A20 is a ubiquitin-modifying protein that negatively regulates NF-κB signaling. Mutations in A20/TNFAIP3 are associated with a variety of autoimmune diseases, including multiple sclerosis (MS). We found that deletion of A20 in central nervous system (CNS) endothelial cells (ECs) enhances experimental autoimmune encephalomyelitis (EAE), a mouse model of MS. A20∆CNS-EC mice showed increased numbers of CNS-infiltrating immune cells during neuroinflammation and in the steady state. While the integrity of the blood-brain barrier (BBB) was not impaired, we observed a strong activation of CNS-ECs in these mice, with dramatically increased levels of the adhesion molecules ICAM-1 and VCAM-1. We discovered ICOSL as adhesion molecule expressed by A20-deficient CNS-ECs.
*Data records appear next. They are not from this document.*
//! The consistency engine: cache-aside reads, optimistic-lock writes and
//! invalidation publishing.
//!
//! Reads check the cache and fall back to the store, populating the cache on
//! the way out. Writes evict the local entry, load, mutate and save against
//! the loaded version, retrying with linear backoff when another writer won
//! the race. A committed write publishes an [`InvalidationEvent`] so every
//! other cache holding the key drops it.

use std::sync::Arc;
use std::time::Instant;

use plumb_core::{
    CacheMode, CacheModeSwitch, ConsistencyError, InvalidationCause, InvalidationEvent,
    PlumbConfig, PlumbResult, Record, RecordData, RecordKey, StoreError, Version,
};
use plumb_events::{encode_event, EventBus};
use plumb_storage::{CacheStore, RecordStore};

use crate::consumer::InvalidationConsumer;
use crate::error::EngineBuildError;
use crate::metrics::EngineMetrics;

/// Builder for [`ConsistencyEngine`].
pub struct EngineBuilder<T: RecordData> {
    store: Arc<dyn RecordStore<T>>,
    cache: Arc<dyn CacheStore<T>>,
    bus: Arc<dyn EventBus>,
    config: PlumbConfig,
    mode: Option<Arc<CacheModeSwitch>>,
    metrics: Option<Arc<EngineMetrics>>,
}

impl<T: RecordData> EngineBuilder<T> {
    pub fn with_config(mut self, config: PlumbConfig) -> Self {
        self.config = config;
        self
    }

    /// Share a mode switch with other components. Without one, the engine
    /// creates its own from `cache.mode`.
    pub fn with_mode_switch(mut self, mode: Arc<CacheModeSwitch>) -> Self {
        self.mode = Some(mode);
        self
    }

    pub fn with_metrics(mut self, metrics: Arc<EngineMetrics>) -> Self {
        self.metrics = Some(metrics);
        self
    }

    pub fn build(self) -> Result<ConsistencyEngine<T>, EngineBuildError> {
        self.config.validate()?;

        let mode = self
            .mode
            .unwrap_or_else(|| Arc::new(CacheModeSwitch::new(self.config.cache.mode)));
        let metrics = match self.metrics {
            Some(metrics) => metrics,
            None => Arc::new(EngineMetrics::new()?),
        };

        tracing::info!(
            mode = %mode.current(),
            ttl_secs = self.config.cache.ttl.as_secs(),
            max_attempts = self.config.retry.max_attempts,
            base_backoff_ms = self.config.retry.base_backoff.as_millis() as u64,
            topic = %self.config.bus.topic,
            namespace = %self.config.bus.namespace,
            "Consistency engine configured"
        );

        Ok(ConsistencyEngine {
            store: self.store,
            cache: self.cache,
            bus: self.bus,
            mode,
            metrics,
            config: Arc::new(self.config),
        })
    }
}

/// Read-through cache consistency engine for records of type `T`.
///
/// Cheap to clone; clones share every collaborator. There is no in-process
/// per-key lock: concurrent writers are serialized by the record store's
/// compare-and-swap alone.
pub struct ConsistencyEngine<T: RecordData> {
    store: Arc<dyn RecordStore<T>>,
    cache: Arc<dyn CacheStore<T>>,
    bus: Arc<dyn EventBus>,
    mode: Arc<CacheModeSwitch>,
    metrics: Arc<EngineMetrics>,
    config: Arc<PlumbConfig>,
}

impl<T: RecordData> Clone for ConsistencyEngine<T> {
    fn clone(&self) -> Self {
        Self {
            store: Arc::clone(&self.store),
            cache: Arc::clone(&self.cache),
            bus: Arc::clone(&self.bus),
            mode: Arc::clone(&self.mode),
            metrics: Arc::clone(&self.metrics),
            config: Arc::clone(&self.config),
        }
    }
}

impl<T: RecordData> ConsistencyEngine<T> {
    pub fn builder(
        store: Arc<dyn RecordStore<T>>,
        cache: Arc<dyn CacheStore<T>>,
        bus: Arc<dyn EventBus>,
    ) -> EngineBuilder<T> {
        EngineBuilder {
            store,
            cache,
            bus,
            config: PlumbConfig::default(),
            mode: None,
            metrics: None,
        }
    }

    pub fn metrics(&self) -> &Arc<EngineMetrics> {
        &self.metrics
    }

    pub fn config(&self) -> &PlumbConfig {
        &self.config
    }

    pub fn mode(&self) -> CacheMode {
        self.mode.current()
    }

    pub fn mode_switch(&self) -> &Arc<CacheModeSwitch> {
        &self.mode
    }

    /// Switch the cache mode at runtime. Takes effect on the next call.
    pub fn set_mode(&self, mode: CacheMode) -> CacheMode {
        let previous = self.mode.set(mode);
        tracing::info!(previous = %previous, current = %mode, "Cache mode switched");
        previous
    }

    /// An invalidation consumer wired to this engine's cache, bus, mode
    /// switch and metrics.
    pub fn invalidation_consumer(&self) -> InvalidationConsumer<T> {
        InvalidationConsumer::new(
            Arc::clone(&self.cache),
            Arc::clone(&self.bus),
            Arc::clone(&self.mode),
            Arc::clone(&self.metrics),
            &self.config.bus,
        )
    }

    // ========================================================================
    // READ PATH
    // ========================================================================

    /// Read a record, serving it from the cache when possible.
    ///
    /// Returns `Ok(None)` when the key is absent from the store. Absence is
    /// never cached.
    pub async fn read(&self, key: &RecordKey) -> PlumbResult<Option<Record<T>>> {
        let started = Instant::now();
        let result = self.read_inner(key).await;
        self.metrics
            .read_latency_seconds
            .observe(started.elapsed().as_secs_f64());
        result
    }

    async fn read_inner(&self, key: &RecordKey) -> PlumbResult<Option<Record<T>>> {
        if !self.mode.current().uses_cache() {
            self.metrics.cache_bypass.inc();
            return Ok(self.store.get(key).await?);
        }

        match self.cache.get(key).await {
            Ok(Some(entry)) => {
                self.metrics.cache_hits.inc();
                let record = entry.into_record();
                self.spawn_audit(&record);
                return Ok(Some(record));
            }
            Ok(None) => {}
            Err(e) => {
                tracing::warn!(key = %key, error = %e, "Cache lookup failed, reading from store");
            }
        }

        self.metrics.cache_misses.inc();
        let Some(record) = self.store.get(key).await? else {
            return Ok(None);
        };

        if let Err(e) = self.cache.put(&record).await {
            tracing::warn!(key = %key, error = %e, "Failed to populate cache");
        }
        Ok(Some(record))
    }

    /// Sampled comparison of a cache hit against the store. Runs on its own
    /// task so the hit returns without waiting on the store.
    fn spawn_audit(&self, cached: &Record<T>) {
        let rate = self.config.audit.stale_read_sample_rate;
        if rate <= 0.0 || (rate < 1.0 && rand::random::<f64>() >= rate) {
            return;
        }

        let store = Arc::clone(&self.store);
        let metrics = Arc::clone(&self.metrics);
        let key = cached.key.clone();
        let cached_version = cached.version;
        tokio::spawn(async move {
            audit_cached_version(store, metrics, key, cached_version).await;
        });
    }

    // ========================================================================
    // WRITE PATH
    // ========================================================================

    /// Apply `mutation` to the current record and save it, retrying on
    /// version conflicts. Publishes an `update` invalidation on success.
    pub async fn write<F>(&self, key: &RecordKey, mutation: F) -> PlumbResult<Record<T>>
    where
        F: FnMut(&mut T) + Send,
    {
        self.write_with_cause(key, InvalidationCause::Update, mutation)
            .await
    }

    /// Same as [`ConsistencyEngine::write`] with a caller-chosen cause, such
    /// as `derived-update` for a value recomputed from another collection.
    ///
    /// `mutation` runs once per attempt against freshly loaded data, so it
    /// must be safe to repeat.
    #[tracing::instrument(skip(self, mutation), fields(key = %key, cause = %cause))]
    pub async fn write_with_cause<F>(
        &self,
        key: &RecordKey,
        cause: InvalidationCause,
        mut mutation: F,
    ) -> PlumbResult<Record<T>>
    where
        F: FnMut(&mut T) + Send,
    {
        let started = Instant::now();
        let result = self.save_with_retry(key, &mut mutation).await;
        self.metrics
            .write_latency_seconds
            .observe(started.elapsed().as_secs_f64());

        let saved = result?;
        self.metrics.writes_committed.inc();
        tracing::debug!(version = %saved.version, "Write committed");
        self.publish_invalidation(key, saved.version, cause).await;
        Ok(saved)
    }

    async fn save_with_retry<F>(&self, key: &RecordKey, mutation: &mut F) -> PlumbResult<Record<T>>
    where
        F: FnMut(&mut T) + Send,
    {
        let policy = &self.config.retry;
        let mut attempt: u32 = 1;

        loop {
            self.evict_local(key).await;

            let mut record = self
                .store
                .get(key)
                .await?
                .ok_or_else(|| ConsistencyError::NotFound { key: key.clone() })?;
            let expected = record.version;
            mutation(&mut record.data);
            record.touch();

            match self.store.save(record, expected).await {
                Ok(saved) => return Ok(saved),
                Err(StoreError::VersionConflict { actual, .. }) => {
                    self.on_conflict(key, attempt, expected, actual)?;
                    tokio::time::sleep(policy.backoff_for(attempt)).await;
                    attempt += 1;
                }
                Err(e) => return Err(e.into()),
            }
        }
    }

    /// Insert a new record at version 1.
    #[tracing::instrument(skip(self, data), fields(key = %key))]
    pub async fn create(&self, key: &RecordKey, data: T) -> PlumbResult<Record<T>> {
        let started = Instant::now();
        let result = self.store.insert(key, data).await;
        self.metrics
            .write_latency_seconds
            .observe(started.elapsed().as_secs_f64());

        let record = result?;
        self.metrics.writes_committed.inc();
        self.evict_local(key).await;
        self.publish_invalidation(key, record.version, InvalidationCause::Create)
            .await;
        Ok(record)
    }

    /// Delete a record with the same optimistic retry loop as writes.
    ///
    /// Returns the record as it was just before deletion.
    #[tracing::instrument(skip(self), fields(key = %key))]
    pub async fn delete(&self, key: &RecordKey) -> PlumbResult<Record<T>> {
        let started = Instant::now();
        let result = self.delete_with_retry(key).await;
        self.metrics
            .write_latency_seconds
            .observe(started.elapsed().as_secs_f64());

        let deleted = result?;
        self.metrics.writes_committed.inc();
        self.publish_invalidation(key, deleted.version, InvalidationCause::Delete)
            .await;
        Ok(deleted)
    }

    async fn delete_with_retry(&self, key: &RecordKey) -> PlumbResult<Record<T>> {
        let policy = &self.config.retry;
        let mut attempt: u32 = 1;

        loop {
            self.evict_local(key).await;

            let record = self
                .store
                .get(key)
                .await?
                .ok_or_else(|| ConsistencyError::NotFound { key: key.clone() })?;

            match self.store.delete(key, record.version).await {
                Ok(()) => return Ok(record),
                Err(StoreError::VersionConflict { actual, .. }) => {
                    self.on_conflict(key, attempt, record.version, actual)?;
                    tokio::time::sleep(policy.backoff_for(attempt)).await;
                    attempt += 1;
                }
                Err(e) => return Err(e.into()),
            }
        }
    }

    /// Count a conflict and decide whether another attempt is allowed.
    fn on_conflict(
        &self,
        key: &RecordKey,
        attempt: u32,
        expected: Version,
        actual: Version,
    ) -> PlumbResult<()> {
        self.metrics.write_conflicts.inc();
        let max_attempts = self.config.retry.max_attempts;

        if attempt >= max_attempts {
            tracing::warn!(
                key = %key,
                attempts = attempt,
                "Optimistic lock retries exhausted"
            );
            return Err(ConsistencyError::ConflictExhausted {
                key: key.clone(),
                attempts: attempt,
            });
        }

        tracing::debug!(
            key = %key,
            attempt,
            max_attempts,
            expected = %expected,
            actual = %actual,
            "Version conflict, retrying"
        );
        Ok(())
    }

    async fn evict_local(&self, key: &RecordKey) {
        if !self.mode.current().uses_cache() {
            return;
        }
        if let Err(e) = self.cache.evict(key).await {
            tracing::warn!(key = %key, error = %e, "Cache eviction failed");
        }
    }

    /// Publish an invalidation for a committed change. Failures are logged
    /// and counted, never returned: the store write already happened.
    async fn publish_invalidation(&self, key: &RecordKey, version: Version, cause: InvalidationCause) {
        if !self.mode.current().invalidates() {
            return;
        }

        let settings = &self.config.bus;
        let event = InvalidationEvent::for_key(settings.namespace.as_str(), key.clone(), version, cause);
        let payload = match encode_event(&event) {
            Ok(payload) => payload,
            Err(e) => {
                self.metrics.invalidation_publish_failures.inc();
                tracing::warn!(key = %key, error = %e, "Failed to encode invalidation event");
                return;
            }
        };

        match self.bus.publish(&settings.topic, key.as_str(), payload).await {
            Ok(delivery) => {
                self.metrics.invalidations_sent.inc();
                tracing::debug!(
                    key = %key,
                    version = %version,
                    cause = %cause,
                    partition = delivery.partition,
                    offset = delivery.offset,
                    "Invalidation published"
                );
            }
            Err(e) => {
                self.metrics.invalidation_publish_failures.inc();
                tracing::warn!(
                    key = %key,
                    version = %version,
                    error = %e,
                    "Failed to publish invalidation, remote caches fall back to TTL"
                );
            }
        }
    }
}

async fn audit_cached_version<T: RecordData>(
    store: Arc<dyn RecordStore<T>>,
    metrics: Arc<EngineMetrics>,
    key: RecordKey,
    cached_version: Version,
) {
    match store.get(&key).await {
        Ok(Some(current)) if current.version != cached_version => {
            metrics.stale_reads_detected.inc();
            tracing::warn!(
                key = %key,
                cached_version = %cached_version,
                store_version = %current.version,
                "Stale read detected"
            );
        }
        Ok(None) => {
            metrics.stale_reads_detected.inc();
            tracing::warn!(
                key = %key,
                cached_version = %cached_version,
                "Stale read detected, record no longer in store"
            );
        }
        Ok(Some(_)) => {}
        Err(e) => {
            tracing::warn!(key = %key, error = %e, "Stale read audit failed");
        }
    }
}
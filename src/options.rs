use crate::cli::CliArgs;
use crate::config::RuntimeConfig;
use crate::error::PeekError;
use crate::model::{ContinueToken, NamespaceScope, OutputFormat, PeekMode, ResourceIdentifier};
use std::num::NonZeroU32;

pub const DEFAULT_PEEK_LIMIT: i64 = 10;

/// Validated command-line options. Nothing here has touched the cluster yet.
#[derive(Debug, Clone)]
pub struct PeekOptions {
    pub resource: String,
    pub limit: NonZeroU32,
    pub mode: PeekMode,
    pub selector: Option<String>,
    pub format: OutputFormat,
    pub all_namespaces: bool,
    pub namespace: Option<String>,
}

impl PeekOptions {
    pub fn from_args(args: &CliArgs, config: &RuntimeConfig) -> Result<Self, PeekError> {
        let limit = args.limit.or(config.limit).unwrap_or(DEFAULT_PEEK_LIMIT);
        if limit <= 0 {
            return Err(PeekError::configuration("--limit must be a positive number"));
        }
        let limit = u32::try_from(limit)
            .ok()
            .and_then(NonZeroU32::new)
            .ok_or_else(|| {
                PeekError::configuration(format!("--limit must not exceed {}", u32::MAX))
            })?;

        let format = args
            .output
            .as_deref()
            .or(config.output.as_deref())
            .unwrap_or_default()
            .parse::<OutputFormat>()
            .map_err(PeekError::Configuration)?;

        let continue_token = args
            .continue_token
            .clone()
            .and_then(ContinueToken::from_server);

        let mode = if args.interactive {
            if continue_token.is_some() {
                return Err(PeekError::configuration(
                    "cannot use --interactive and --continue flags together",
                ));
            }
            if !format.is_tabular() {
                return Err(PeekError::configuration(
                    "interactive mode is only supported for standard and wide table output",
                ));
            }
            PeekMode::Interactive
        } else {
            PeekMode::SinglePass {
                resume_from: continue_token,
            }
        };

        Ok(Self {
            resource: args.resource.clone(),
            limit,
            mode,
            selector: args.selector.clone().filter(|selector| !selector.is_empty()),
            format,
            all_namespaces: args.all_namespaces,
            namespace: args.namespace.clone(),
        })
    }

    /// `--all-namespaces` beats `--namespace`, which beats the context default.
    pub fn namespace_scope(&self, default_namespace: &str) -> NamespaceScope {
        if self.all_namespaces {
            NamespaceScope::All
        } else if let Some(namespace) = &self.namespace {
            NamespaceScope::Named(namespace.clone())
        } else {
            NamespaceScope::Named(default_namespace.to_string())
        }
    }
}

/// Everything one invocation needs, fixed before the first page is fetched.
#[derive(Debug, Clone)]
pub struct PeekContext {
    pub resource: ResourceIdentifier,
    pub scope: NamespaceScope,
    pub limit: NonZeroU32,
    pub selector: Option<String>,
    pub format: OutputFormat,
    pub mode: PeekMode,
}

impl PeekContext {
    pub fn new(options: PeekOptions, resource: ResourceIdentifier, scope: NamespaceScope) -> Self {
        Self {
            resource,
            scope,
            limit: options.limit,
            selector: options.selector,
            format: options.format,
            mode: options.mode,
        }
    }
}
Silencing of ICOSL in CNS microvascular ECs partly reversed the phenotype of A20∆CNS-EC mice without reaching statistical significance and delayed the onset of EAE symptoms in wildtype mice. In addition, blocking of ICOSL on primary mouse brain microvascular endothelial cells (pMBMECs) impaired the adhesion of T cells in vitro. Taken together, we here propose that CNS EC-ICOSL contributes to the firm adhesion of T cells to the BBB, promoting their entry into the CNS and eventually driving neuroinflammation.